Initially, the plan for this post was a cleverly-titled (see previous) exploration of the first two exhausting days. This morning, day three, I was dragged from dreamland at 6:15am by the 7-mos-old puppy barking to go out. Both puppies (is 15 months old still a puppy?) sleep freely in the main space with us behind a closed bedroom door. Without incident, which is a miracle. At home, the walls are chewed. In case you are cringing at the time, yesterday he woke us up at 5:15, so we felt gifted with extra sleep.
Instead, this post became a lesson in “be careful what you wish for.” The title has been percolating in my subconscious for two days. While writing in my morning journal (a daily habit, one hour plus coffee), I discovered that “wake up” means “uncover and examine difficult and often shame inducing long-standing issues and delusion that are blocking me from going deeper.”
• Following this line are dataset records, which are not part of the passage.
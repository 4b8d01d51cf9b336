mod config;

use crate::config::ServiceConfig;
use common::store::{StoreClient, StoreConfig};
use common::telemetry::{init_telemetry, TelemetryConfig};
use common::webhook::WebhookClient;
use feed_worker::domain::FeedConfig;
use feed_worker::feed_worker::{FeedWorker, FeedWorkerConfig};
use feed_worker::http::WebhookNotificationSink;
use feedbridge_runner::Runner;
use gateway_api::gateway_api::GatewayApi;
use gateway_api::http::HttpServerConfig;
use std::sync::Arc;
use std::time::Duration;
use tracing::{error, info};

#[tokio::main]
async fn main() {
    let config = match ServiceConfig::from_env() {
        Ok(cfg) => cfg,
        Err(e) => {
            eprintln!("Failed to load configuration: {}", e);
            std::process::exit(1);
        }
    };

    if let Err(e) = init_telemetry(&TelemetryConfig {
        service_name: "feedbridge".to_string(),
        log_level: config.log_level.clone(),
        json_output: config.log_json,
    }) {
        eprintln!("Failed to initialize telemetry: {}", e);
        std::process::exit(1);
    }

    info!(
        endpoint = %config.store_endpoint,
        webhook = %config.webhook_url,
        "starting feedbridge service"
    );

    let store_config = StoreConfig::new(&config.store_endpoint, &config.store_key)
        .with_preferred_region(&config.store_region)
        .with_consistency_level(config.store_consistency);
    let client = match StoreClient::connect(store_config) {
        Ok(client) => client,
        Err(e) => {
            error!("Failed to connect store client: {}", e);
            std::process::exit(1);
        }
    };

    // The in-memory backend starts empty, and the feed processor refuses
    // to start against missing containers.
    if let Err(e) = provision_feed_containers(&client, &config).await {
        error!("Failed to provision feed containers: {}", e);
        std::process::exit(1);
    }

    let webhook_client = match WebhookClient::new(&config.webhook_url) {
        Ok(client) => client,
        Err(e) => {
            error!("Invalid webhook URL: {}", e);
            std::process::exit(1);
        }
    };
    let sink = Arc::new(WebhookNotificationSink::new(webhook_client));

    let feed_worker = FeedWorker::new(
        client.clone(),
        sink,
        FeedWorkerConfig {
            feed_config: FeedConfig {
                database: config.feed_database.clone(),
                feed_container: config.feed_container.clone(),
                lease_container: config.lease_container.clone(),
                host_name: config.feed_host_name.clone(),
                poll_delay: Duration::from_secs(config.feed_poll_secs),
                max_batch: config.feed_max_batch,
            },
        },
    );

    let gateway_api = GatewayApi::new(
        client.clone(),
        HttpServerConfig {
            host: config.http_host.clone(),
            port: config.http_port,
        },
    );

    // Shutdown order: the feed process stops its processor on
    // cancellation, the runner drains every process, and only then does
    // the closer release the client.
    let closer_client = client.clone();
    Runner::new()
        .with_app_process(feed_worker.into_runner_process())
        .with_app_process(gateway_api.into_runner_process())
        .with_closer(move || async move {
            closer_client.close();
            Ok(())
        })
        .with_closer_timeout(Duration::from_secs(10))
        .run()
        .await;
}

async fn provision_feed_containers(
    client: &StoreClient,
    config: &ServiceConfig,
) -> anyhow::Result<()> {
    client.create_database(&config.feed_database).await?;
    let database = client.database(&config.feed_database);
    database
        .create_container(&config.feed_container, "/id", 400)
        .await?;
    database
        .create_container(&config.lease_container, "/id", 400)
        .await?;
    info!(
        database = %config.feed_database,
        feed = %config.feed_container,
        lease = %config.lease_container,
        "provisioned feed containers"
    );
    Ok(())
}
Fuck you, magic title therapy.
The specifics of my inner explorations, the ones pushing their way into the light for weeding and releasing, might come out in this travelog. Probably not. My journey is about letting go of the shame, fear, harmful patterns of consciousness rather than publishing my demon secret strategies for staying trapped in Seemed Like Really Good Ideas at the Time. I will likely do that dark work in private. We’ll see.
In public, I will share the fruits of this labor. Today’s fruit: “wake up” is a marvelous goal for a roadtrip. Both the surface meaning “enjoy each morning on the road, even when you’re exhausted” and the deeper meaning “seeing yourself all-too clearly is true freedom.”